Se dice, siempre se dijo, que una imagen vale por mil palabras. Que una de nuestras capacidades es la de retener la información que entra por los ojos, más allá de la escrita o de lo que se nos transmite oralmente. Esa es la teoría que sustenta muchas de las actividades dirigidas a formar e informar, que apuestan por lo visual como forma sostenible de contar mensajes complejos. Y, como corolario, también la consolidación de una cultura de lo gráfico, frente al planteamiento más clásico de los libros de mucha letra pequeña y poco dibujo y fotografía, o a la lección magistral.

Con todo, las imágenes están hoy enormemente presentes en nuestras vidas. Un niño y su ordenador procesan a diario cientos de ellas. Y un joven, con su teléfono móvil personal en la mano -otro ordenador, en todos los sentidos- tiene la capacidad de importar, exportar, intercambiar y acceder a un conjunto cuasiinfinito de ellas.

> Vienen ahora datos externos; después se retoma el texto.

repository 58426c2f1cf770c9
use serde::{Deserialize, Serialize};

use crate::models::Student;

/// Request body for student login.
#[derive(Debug, Deserialize)]
#[serde(rename_all = "camelCase")]
pub struct StudentLoginRequest {
    pub student_id: String,
    pub password: String,
}

/// Request body for student sign-up.
#[derive(Debug, Deserialize)]
#[serde(rename_all = "camelCase")]
pub struct SignupRequest {
    pub student_id: String,
    pub name: String,
    pub password: String,
}

/// Request body for admin login.
#[derive(Debug, Deserialize)]
pub struct AdminLoginRequest {
    pub id: String,
    pub password: String,
}

/// Public part of a student returned to clients; the stored password never
/// leaves the backend.
#[derive(Debug, Serialize)]
#[serde(rename_all = "camelCase")]
pub struct PublicStudent {
    pub id: String,
    pub name: String,
    pub student_id: String,
    pub active: bool,
}

impl From<Student> for PublicStudent {
    fn from(student: Student) -> Self {
        PublicStudent {
            id: student.id,
            name: student.name,
            student_id: student.student_id,
            active: student.active,
        }
    }
}

/// Response returned after a successful student login.
#[derive(Debug, Serialize)]
#[serde(rename_all = "camelCase")]
pub struct StudentLoginResponse {
    pub token: String,
    pub student: PublicStudent,
}

/// Response returned after a successful admin login.
#[derive(Debug, Serialize)]
pub struct AdminLoginResponse {
    pub token: String,
}
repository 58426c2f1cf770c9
use axum::{
    http::StatusCode,
    routing::{get, post},
    Json, Router,
};
use axum::extract::State;
use tracing::{info, instrument, warn};

use crate::models::NewStudent;
use crate::state::AppState;

use super::dto::{
    AdminLoginRequest, AdminLoginResponse, SignupRequest, StudentLoginRequest,
    StudentLoginResponse,
};
use super::extractors::{AdminAuth, StudentAuth};
use super::sessions::StudentSession;

pub fn auth_routes() -> Router<AppState> {
    Router::new()
        .route("/auth/student/login", post(student_login))
        .route("/auth/student/signup", post(student_signup))
        .route("/auth/student/logout", post(student_logout))
        .route("/auth/student/me", get(student_me))
        .route("/auth/admin/login", post(admin_login))
        .route("/auth/admin/logout", post(admin_logout))
}

#[instrument(skip(state, payload))]
pub async fn student_login(
    State(state): State<AppState>,
    Json(payload): Json<StudentLoginRequest>,
) -> Result<Json<StudentLoginResponse>, (StatusCode, String)> {
    let student = match state
        .store
        .validate_student_login(&payload.student_id, &payload.password)
        .await
    {
        Some(student) => student,
        None => {
            warn!(student_id = %payload.student_id, "student login rejected");
            return Err((StatusCode::UNAUTHORIZED, "Invalid credentials".into()));
        }
    };

    let token = state
        .sessions
        .login_student(student.id.clone(), student.name.clone());

    info!(student_id = %student.student_id, "student logged in");
    Ok(Json(StudentLoginResponse {
        token,
        student: student.into(),
    }))
}

#[instrument(skip(state, payload))]
pub async fn student_signup(
    State(state): State<AppState>,
    Json(payload): Json<SignupRequest>,
) -> Result<StatusCode, (StatusCode, String)> {
    if payload.student_id.trim().is_empty()
        || payload.name.trim().is_empty()
        || payload.password.is_empty()
    {
        return Err((
            StatusCode::BAD_REQUEST,
            "Student ID, name and password are required".into(),
        ));
    }

    let created = state
        .store
        .add_student(NewStudent {
            name: payload.name.trim().to_string(),
            student_id: payload.student_id.trim().to_string(),
            password: Some(payload.password),
            active: true,
        })
        .await;

    if !created {
        return Err((
            StatusCode::CONFLICT,
            "Student ID already registered".into(),
        ));
    }

    info!(student_id = %payload.student_id, "student signed up");
    Ok(StatusCode::CREATED)
}

#[instrument(skip(state, auth))]
pub async fn student_logout(State(state): State<AppState>, auth: StudentAuth) -> StatusCode {
    state.sessions.logout_student(&auth.token);
    info!(student_id = %auth.session.student_id, "student logged out");
    StatusCode::NO_CONTENT
}

#[instrument(skip(auth))]
pub async fn student_me(auth: StudentAuth) -> Json<StudentSession> {
    Json(auth.session)
}

#[instrument(skip(state, payload))]
pub async fn admin_login(
    State(state): State<AppState>,
    Json(payload): Json<AdminLoginRequest>,
) -> Result<Json<AdminLoginResponse>, (StatusCode, String)> {
    match state.sessions.login_admin(&payload.id, &payload.password) {
        Some(token) => {
            info!("admin logged in");
            Ok(Json(AdminLoginResponse {
                token: token.to_string(),
            }))
        }
        None => {
            warn!("admin login rejected");
            Err((StatusCode::UNAUTHORIZED, "Invalid credentials".into()))
        }
    }
}

#[instrument(skip(state))]
pub async fn admin_logout(State(state): State<AppState>, _auth: AdminAuth) -> StatusCode {
    state.sessions.logout_admin();
    info!("admin logged out");
    StatusCode::NO_CONTENT
}
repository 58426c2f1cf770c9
use std::sync::Arc;

use axum::async_trait;
use time::format_description::FormatItem;
use time::macros::format_description;
use time::{Date, OffsetDateTime};

use crate::config::AppConfig;
use crate::models::{AttendanceRecord, ClassSession, NewClassSession, NewStudent, Student};

pub mod local;
pub mod remote;

pub use local::LocalStore;
pub use remote::RemoteStore;

/// Password assumed for students that never set one.
pub const DEFAULT_STUDENT_PASSWORD: &str = "1234";

pub const DATE_FMT: &[FormatItem<'static>] = format_description!("[year]-[month]-[day]");
pub const TIME_FMT: &[FormatItem<'static>] = format_description!("[hour]:[minute]:[second]");

pub(crate) fn format_date(date: Date) -> String {
    date.format(&DATE_FMT).unwrap_or_default()
}

/// Current calendar date as the `YYYY-MM-DD` key used throughout the store.
pub(crate) fn today() -> Date {
    OffsetDateTime::now_utc().date()
}

/// Current wall-clock time formatted the way attendance records store it.
pub(crate) fn now_time_string() -> String {
    OffsetDateTime::now_utc()
        .time()
        .format(&TIME_FMT)
        .unwrap_or_default()
}

/// The one data contract every consumer goes through, regardless of which
/// backend is active.
///
/// Failure reporting follows the application's convention: business-rule
/// rejections (duplicate key, referential miss) and backend faults both come
/// back as `false` / `None` / empty, never as an error. Backend faults are
/// additionally logged through `tracing` so they stay diagnosable.
#[async_trait]
pub trait AttendanceStore: Send + Sync {
    // Roster
    async fn get_students(&self) -> Vec<Student>;
    /// Replace the whole roster. Supported by the local backend only.
    async fn set_students(&self, students: Vec<Student>) -> bool;
    /// Add a student, enforcing login-handle uniqueness across the roster.
    async fn add_student(&self, student: NewStudent) -> bool;
    async fn active_students_count(&self) -> usize;
    /// Look up an active student by handle and compare the supplied password
    /// against the stored one, falling back to [`DEFAULT_STUDENT_PASSWORD`]
    /// when none is stored.
    async fn validate_student_login(&self, student_id: &str, password: &str) -> Option<Student>;

    // Class sessions
    async fn get_classes(&self) -> Vec<ClassSession>;
    /// Replace all sessions. Supported by the local backend only.
    async fn set_classes(&self, classes: Vec<ClassSession>) -> bool;
    /// Create a session. Fails if one already exists for the date; snapshots
    /// the active roster size into `total_students`.
    async fn add_class(&self, class: NewClassSession) -> bool;
    async fn get_class_by_date(&self, date: &str) -> Option<ClassSession>;

    // Attendance
    async fn get_attendance_records(&self) -> Vec<AttendanceRecord>;
    /// Replace all records. Supported by the local backend only.
    async fn set_attendance_records(&self, records: Vec<AttendanceRecord>) -> bool;
    /// Check a student in. Fails when no session exists for the date, the
    /// student id is unknown, or a record already exists for the pair.
    /// Recomputes the owning session's attendance count before returning.
    async fn add_attendance_record(&self, student_id: &str, class_date: &str) -> bool;
    /// Cancel a check-in. Local backend only; the remote backend reports
    /// failure unconditionally (documented capability gap).
    async fn remove_attendance_record(&self, student_id: &str, class_date: &str) -> bool;
    async fn get_student_attendance_records(&self, student_id: &str) -> Vec<AttendanceRecord>;
    async fn get_attendance_by_date(&self, date: &str) -> Vec<AttendanceRecord>;

    /// Wipe all collections. Development helper, local backend only.
    async fn reset_data(&self) -> bool;
}

/// Select the active backend once at startup.
///
/// Development mode (explicit flag, or no database configured) uses the
/// file-backed local store; otherwise we connect to Postgres and run
/// migrations. The choice is made here and nowhere else — callers hold the
/// trait object for the process lifetime.
pub async fn init_store(config: &AppConfig) -> anyhow::Result<Arc<dyn AttendanceStore>> {
    if config.development_mode() {
        tracing::info!(data_dir = %config.local_data_dir.display(), "using local file-backed store");
        return Ok(Arc::new(LocalStore::new(config.local_data_dir.clone())));
    }

    let database_url = config
        .database_url
        .as_deref()
        .ok_or_else(|| anyhow::anyhow!("DATABASE_URL required outside development mode"))?;

    let db = sqlx::postgres::PgPoolOptions::new()
        .max_connections(10)
        .connect(database_url)
        .await?;

    if let Err(e) = sqlx::migrate!("./migrations").run(&db).await {
        tracing::warn!(error = %e, "migrations folder not found or migration failed; continuing");
    }

    tracing::info!("using remote Postgres store");
    Ok(Arc::new(RemoteStore::new(db)))
}
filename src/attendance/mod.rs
mod dto;
pub mod handlers;

use crate::state::AppState;
use axum::Router;

pub fn router() -> Router<AppState> {
    handlers::attendance_routes()
}
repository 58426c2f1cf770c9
use serde::Serialize;

/// Aggregate numbers for the admin dashboard header.
#[derive(Debug, Serialize)]
#[serde(rename_all = "camelCase")]
pub struct StatsResponse {
    pub active_students: usize,
    pub total_students: usize,
    pub total_classes: usize,
    pub total_attendance_records: usize,
}
mod admin;
mod app;
mod attendance;
mod auth;
mod classes;
mod config;
mod models;
mod state;
mod store;
mod students;

use crate::state::AppState;

#[tokio::main]
async fn main() -> anyhow::Result<()> {
    dotenvy::dotenv().ok();

    let env_filter = std::env::var("RUST_LOG")
        .unwrap_or_else(|_| "rollcall=debug,axum=info,tower_http=info".to_string());
    let json_logs = std::env::var("LOG_FORMAT")
        .map(|v| v == "json")
        .unwrap_or(false);

    if json_logs {
        tracing_subscriber::fmt()
            .with_env_filter(env_filter)
            .with_target(false)
            .json()
            .init();
    } else {
        tracing_subscriber::fmt().with_env_filter(env_filter).init();
    }

    let state = AppState::init().await?;
    let app = app::build_app(state);
    app::serve(app).await
}
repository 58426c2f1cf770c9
use axum::{
    extract::{Path, State},
    http::StatusCode,
    routing::{get, post},
    Json, Router,
};
use time::Date;
use tracing::{info, instrument, warn};

use crate::auth::extractors::AdminAuth;
use crate::models::ClassSession;
use crate::state::AppState;
use crate::store::DATE_FMT;

use super::dto::CreateClassRequest;

pub fn class_routes() -> Router<AppState> {
    Router::new()
        .route("/classes", get(list_classes).post(create_class))
        .route("/classes/:date", get(get_class))
}

// Calendar data is readable without a session; only creation is gated.

#[instrument(skip(state))]
pub async fn list_classes(State(state): State<AppState>) -> Json<Vec<ClassSession>> {
    Json(state.store.get_classes().await)
}

#[instrument(skip(state))]
pub async fn get_class(
    State(state): State<AppState>,
    Path(date): Path<String>,
) -> Result<Json<ClassSession>, (StatusCode, String)> {
    validate_date(&date)?;
    match state.store.get_class_by_date(&date).await {
        Some(class) => Ok(Json(class)),
        None => Err((StatusCode::NOT_FOUND, "No class on that date".into())),
    }
}

#[instrument(skip(state, payload))]
pub async fn create_class(
    State(state): State<AppState>,
    _auth: AdminAuth,
    Json(payload): Json<CreateClassRequest>,
) -> Result<StatusCode, (StatusCode, String)> {
    validate_date(&payload.date)?;
    if payload.class_name.trim().is_empty() {
        return Err((StatusCode::BAD_REQUEST, "Class name is required".into()));
    }

    let date = payload.date.clone();
    if !state.store.add_class(payload.into()).await {
        warn!(%date, "class creation rejected");
        return Err((
            StatusCode::CONFLICT,
            "A class already exists for that date".into(),
        ));
    }

    info!(%date, "class created");
    Ok(StatusCode::CREATED)
}

fn validate_date(date: &str) -> Result<(), (StatusCode, String)> {
    Date::parse(date, &DATE_FMT)
        .map(|_| ())
        .map_err(|_| (StatusCode::BAD_REQUEST, "Date must be YYYY-MM-DD".into()))
}
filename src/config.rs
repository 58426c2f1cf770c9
use std::path::PathBuf;

/// Application configuration, resolved once at startup.
///
/// Backend selection is the one decision that matters here: development mode
/// (explicit `DEV_MODE=true`, or simply no `DATABASE_URL` configured) runs
/// against the file-backed local store; anything else connects to Postgres.
#[derive(Debug, Clone)]
pub struct AppConfig {
    pub database_url: Option<String>,
    pub dev_mode: bool,
    /// Directory holding the local store's collection files.
    pub local_data_dir: PathBuf,
}

impl AppConfig {
    pub fn from_env() -> anyhow::Result<Self> {
        Ok(Self {
            database_url: std::env::var("DATABASE_URL").ok(),
            dev_mode: std::env::var("DEV_MODE")
                .map(|v| v == "true")
                .unwrap_or(false),
            local_data_dir: std::env::var("LOCAL_DATA_DIR")
                .map(PathBuf::from)
                .unwrap_or_else(|_| PathBuf::from("./data")),
        })
    }

    pub fn development_mode(&self) -> bool {
        self.dev_mode || self.database_url.is_none()
    }
}

#[cfg(test)]
mod tests {
    use super::*;

    #[test]
    fn development_mode_when_no_database_configured() {
        let config = AppConfig {
            database_url: None,
            dev_mode: false,
            local_data_dir: PathBuf::from("./data"),
        };
        assert!(config.development_mode());
    }

    #[test]
    fn explicit_dev_flag_wins_over_database_url() {
        let config = AppConfig {
            database_url: Some("postgres://localhost/rollcall".into()),
            dev_mode: true,
            local_data_dir: PathBuf::from("./data"),
        };
        assert!(config.development_mode());
    }

    #[test]
    fn database_url_without_flag_selects_remote() {
        let config = AppConfig {
            database_url: Some("postgres://localhost/rollcall".into()),
            dev_mode: false,
            local_data_dir: PathBuf::from("./data"),
        };
        assert!(!config.development_mode());
    }
}
use serde::Deserialize;

/// Request body for the admin roster form. `active` defaults to true; a
/// missing password means the student uses the system default.
#[derive(Debug, Deserialize)]
#[serde(rename_all = "camelCase")]
pub struct CreateStudentRequest {
    pub name: String,
    pub student_id: String,
    #[serde(default)]
    pub password: Option<String>,
    #[serde(default)]
    pub active: Option<bool>,
}
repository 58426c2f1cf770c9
use std::sync::Arc;

use axum::extract::FromRef;

use crate::auth::sessions::Sessions;
use crate::config::AppConfig;
use crate::store::{self, AttendanceStore};

#[derive(Clone)]
pub struct AppState {
    pub store: Arc<dyn AttendanceStore>,
    pub sessions: Arc<Sessions>,
    pub config: Arc<AppConfig>,
}

impl AppState {
    pub async fn init() -> anyhow::Result<Self> {
        let config = Arc::new(AppConfig::from_env()?);
        let store = store::init_store(&config).await?;
        Ok(Self {
            store,
            sessions: Arc::new(Sessions::default()),
            config,
        })
    }

    /// State backed by a throwaway local store, for handler tests.
    #[cfg(test)]
    pub fn fake() -> Self {
        let dir = std::env::temp_dir().join(format!("rollcall-state-{}", uuid::Uuid::new_v4()));
        Self {
            store: Arc::new(store::LocalStore::new(dir)),
            sessions: Arc::new(Sessions::default()),
            config: Arc::new(AppConfig {
                database_url: None,
                dev_mode: true,
                local_data_dir: std::path::PathBuf::from("./data"),
            }),
        }
    }
}

impl FromRef<AppState> for Arc<Sessions> {
    fn from_ref(state: &AppState) -> Self {
        state.sessions.clone()
    }
}
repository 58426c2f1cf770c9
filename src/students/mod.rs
mod dto;
pub mod handlers;

use crate::state::AppState;
use axum::Router;

pub fn router() -> Router<AppState> {
    handlers::student_routes()
}
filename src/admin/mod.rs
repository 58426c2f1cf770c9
mod dto;
pub mod handlers;

use crate::state::AppState;
use axum::Router;

pub fn router() -> Router<AppState> {
    handlers::admin_routes()
}
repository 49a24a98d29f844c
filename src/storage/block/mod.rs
//! Block types and codecs.
//!
//! This module contains:
//! - [`Block`] - The raw 512-byte data container
//! - [`Header`] - Codec for block 0 (magic, root, next free block)
//! - [`Node`] - Codec and in-memory form of a B-tree node block

#[allow(clippy::module_inception)]
mod block;
mod header;
mod node;

pub use block::Block;
pub use header::Header;
pub use node::{Node, NodeKind};
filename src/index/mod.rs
//! Index structures.
//!
//! - [`btree`] - Disk-resident B-tree of `u64` keys to `u64` values

pub mod btree;

pub use btree::{BTreeIndex, InsertOutcome, Iter, SearchHit, TreeShape};
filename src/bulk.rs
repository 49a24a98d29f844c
//! Line-oriented bulk I/O over an index.
//!
//! - [`load_csv`] - Insert every `key,value` row of a CSV stream
//! - [`write_csv`] - Export all pairs as `key,value` rows
//! - [`write_listing`] - Dump all pairs as `key: value` lines
//!
//! Rows that fail to parse are skipped with a warning rather than aborting
//! the load.

use std::io::{BufRead, Write};

use crate::common::{Error, Result};
use crate::index::{BTreeIndex, InsertOutcome};

/// Tally of a [`load_csv`] run.
#[derive(Debug, Clone, Copy, Default, PartialEq, Eq)]
pub struct LoadSummary {
    /// Rows whose key was new.
    pub inserted: u64,
    /// Rows that overwrote an existing key.
    pub updated: u64,
    /// Malformed rows.
    pub skipped: u64,
    /// Well-formed rows the index failed to store.
    pub failed: u64,
}

impl LoadSummary {
    /// Rows that made it into the index.
    pub fn loaded(&self) -> u64 {
        self.inserted + self.updated
    }
}

/// Parse an unsigned 64-bit integer, naming `what` in the error.
///
/// Surrounding whitespace is ignored.
pub fn parse_u64(what: &'static str, input: &str) -> Result<u64> {
    input.trim().parse::<u64>().map_err(|_| Error::Parse {
        what,
        input: input.to_string(),
    })
}

/// Parse one `key,value` row.
///
/// # Errors
/// `Error::Parse` if the row does not have exactly two fields or either
/// field is not an unsigned integer.
pub fn parse_row(line: &str) -> Result<(u64, u64)> {
    let mut fields = line.split(',');
    match (fields.next(), fields.next(), fields.next()) {
        (Some(key), Some(value), None) => Ok((parse_u64("key", key)?, parse_u64("value", value)?)),
        _ => Err(Error::Parse {
            what: "row",
            input: line.to_string(),
        }),
    }
}

/// Insert every row of `reader` into `index`.
///
/// Blank lines are ignored. Malformed rows are counted as skipped and
/// logged; rows the index fails to store are counted as failed and logged.
///
/// # Errors
/// Only a failure to read `reader` itself aborts the load.
pub fn load_csv<R: BufRead>(index: &mut BTreeIndex, reader: R) -> Result<LoadSummary> {
    let mut summary = LoadSummary::default();

    for (line_no, line) in reader.lines().enumerate() {
        let line = line?;
        if line.trim().is_empty() {
            continue;
        }

        let (key, value) = match parse_row(&line) {
            Ok(row) => row,
            Err(err) => {
                tracing::warn!("skipping line {}: {}", line_no + 1, err);
                summary.skipped += 1;
                continue;
            }
        };

        match index.insert(key, value) {
            Ok(InsertOutcome::Inserted) => summary.inserted += 1,
            Ok(InsertOutcome::Updated { .. }) => summary.updated += 1,
            Err(err) => {
                tracing::error!("failed to insert line {} ({key},{value}): {}", line_no + 1, err);
                summary.failed += 1;
            }
        }
    }

    Ok(summary)
}

/// Write every pair as a `key,value` row, in ascending key order.
///
/// Returns the number of rows written.
pub fn write_csv<W: Write>(index: &mut BTreeIndex, mut out: W) -> Result<u64> {
    let mut rows = 0;
    for entry in index.iter() {
        let (key, value) = entry?;
        writeln!(out, "{key},{value}")?;
        rows += 1;
    }
    out.flush()?;
    Ok(rows)
}

/// Write every pair as a `key: value` line, in ascending key order.
///
/// Returns the number of lines written.
pub fn write_listing<W: Write>(index: &mut BTreeIndex, mut out: W) -> Result<u64> {
    let mut lines = 0;
    for entry in index.iter() {
        let (key, value) = entry?;
        writeln!(out, "{key}: {value}")?;
        lines += 1;
    }
    out.flush()?;
    Ok(lines)
}
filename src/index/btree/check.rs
//! Full-tree structural verification.

use crate::common::config::MIN_KEYS;
use crate::common::{BlockId, Error, Result};

use super::tree::{BTreeIndex, MAX_HEIGHT};

/// Summary of a verified tree.
#[derive(Debug, Clone, Copy, Default, PartialEq, Eq)]
pub struct TreeShape {
    /// Levels from root to leaves; 0 for an empty tree.
    pub height: usize,
    /// Number of nodes reachable from the root.
    pub nodes: u64,
    /// Number of keys stored.
    pub keys: u64,
}

/// Open key interval a subtree must fall within.
#[derive(Clone, Copy)]
struct Bounds {
    lower: Option<u64>,
    upper: Option<u64>,
}

impl Bounds {
    fn contains(&self, key: u64) -> bool {
        self.lower.map_or(true, |lower| key > lower) && self.upper.map_or(true, |upper| key < upper)
    }
}

struct Walk {
    shape: TreeShape,
    leaf_depth: Option<usize>,
}

impl BTreeIndex {
    /// Walk the whole tree and verify its structure.
    ///
    /// # Checks
    /// - Every child pointer lies in `1..next_free`
    /// - Each node's parent pointer names the node that points to it
    /// - Keys are ascending and within the separators above them
    /// - Non-root nodes hold at least 9 keys; the root holds at least one
    /// - All leaves are at the same depth
    ///
    /// # Errors
    /// Returns `Error::CorruptNode` naming the first offending block.
    pub fn check(&mut self) -> Result<TreeShape> {
        let root = self.header().root;
        if root.is_null() {
            return Ok(TreeShape::default());
        }

        let mut walk = Walk {
            shape: TreeShape::default(),
            leaf_depth: None,
        };
        let bounds = Bounds {
            lower: None,
            upper: None,
        };
        self.check_node(root, BlockId::NULL, bounds, 1, &mut walk)?;
        Ok(walk.shape)
    }

    fn check_node(
        &mut self,
        block_id: BlockId,
        parent: BlockId,
        bounds: Bounds,
        depth: usize,
        walk: &mut Walk,
    ) -> Result<()> {
        if depth > MAX_HEIGHT {
            return Err(Error::corrupt(block_id.0, "tree deeper than any valid tree"));
        }

        let node = self.load_node(block_id)?;
        if node.parent() != parent {
            return Err(Error::corrupt(
                block_id.0,
                format!("parent is {}, expected {}", node.parent().0, parent.0),
            ));
        }
        if node.is_empty() {
            return Err(Error::corrupt(block_id.0, "node has no keys"));
        }
        if !parent.is_null() && node.len() < MIN_KEYS {
            return Err(Error::corrupt(
                block_id.0,
                format!("{} keys, minimum is {MIN_KEYS}", node.len()),
            ));
        }
        if let Some(&key) = node.keys().iter().find(|&&key| !bounds.contains(key)) {
            return Err(Error::corrupt(
                block_id.0,
                format!("key {key} outside its separators"),
            ));
        }

        walk.shape.nodes += 1;
        walk.shape.keys += node.len() as u64;

        if node.is_leaf() {
            match walk.leaf_depth {
                None => walk.leaf_depth = Some(depth),
                Some(expected) if expected != depth => {
                    return Err(Error::corrupt(
                        block_id.0,
                        format!("leaf at depth {depth}, others at {expected}"),
                    ));
                }
                Some(_) => {}
            }
            walk.shape.height = walk.shape.height.max(depth);
            return Ok(());
        }

        let keys = node.keys();
        for (i, &child) in node.children().iter().enumerate() {
            let child_bounds = Bounds {
                lower: if i == 0 { bounds.lower } else { Some(keys[i - 1]) },
                upper: if i == keys.len() { bounds.upper } else { Some(keys[i]) },
            };
            self.check_node(child, block_id, child_bounds, depth + 1, walk)?;
        }
        Ok(())
    }
}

Sin embargo, yo soy de los que piensan que las imágenes -precisamente por nuestro altísimo potencial de aprendizaje a partir de las mismas- han de estar acotadas, no superando unos límites tolerables. Es curioso, pero la misma sociedad que montó en cólera por el presunto y pacato erotismo de una nube, o la forma del cuerpo de un Teletubbie, no tiene recato alguno en mostrar miles de imágenes de destrucción y barbarie. En cine y televisión, por ejemplo, el niño, el adolescente y el joven tienen acceso a todos los asesinatos que quieran, o a todo tipo de conductas violentas que no contribuyen, en nada, al mejoramiento de la convivencia en la especie humana. Más bien todo lo contrario. El otro día contaban en algún lugar que un chaval medio de dieciocho años ya ha tenido la oportunidad de ver una cantidad absolutamente escandalosa de asesinatos y escenas de violencia. Eso, a pesar de ser muchas veces ficción, creo que tiene la capacidad de ir conformando una subcultura de la agresión y la falta de sensibilidad, que quizá sea absolutamente irreversible en el adulto. No lo sé, pues no soy especialista en ello, pero ¿no aprecian en la sociedad de hoy una mayor falta de empatía con el otro y sus problemas, incluyendo los que tienen que ver con la violencia? ¿Puede ser una reacción sobrevenida a partir de esa visión?

Y, después de la ficción, la realidad. En los últimos días se pudieron visionar, en televisión o en la red, videos como el de la niña china a quien casi nadie ayudó, después de un atropello en serie, o los últimos momentos de Muamar al Gadafi. Escenas absolutamente reales, con víctimas concretas y de carne y hueso, que creo que tampoco contribuyen al objetivo de una sociedad más informada. Incluso, si me apuran, el terrible accidente del piloto Simoncelli tampoco amerita una proliferación de detalles como la que se planteó desde algunos medios.

Y es que una cosa es la información, la formación y la generación de criterio individual y otra, desde mi punto de vista, el morbo y la pérdida de una mínima sensibilidad ante la desgracia y la violencia. Creo que el fomento de escenas escabrosas en tal sentido puede llevarnos a un mundo mucho menos vivible y más anestesiado a la hora de asistir a ciertas realidades, cuya contemplación -aunque sea de mentirijillas- nos hace correr el riesgo de hacernos menos sensibles hacia los demás.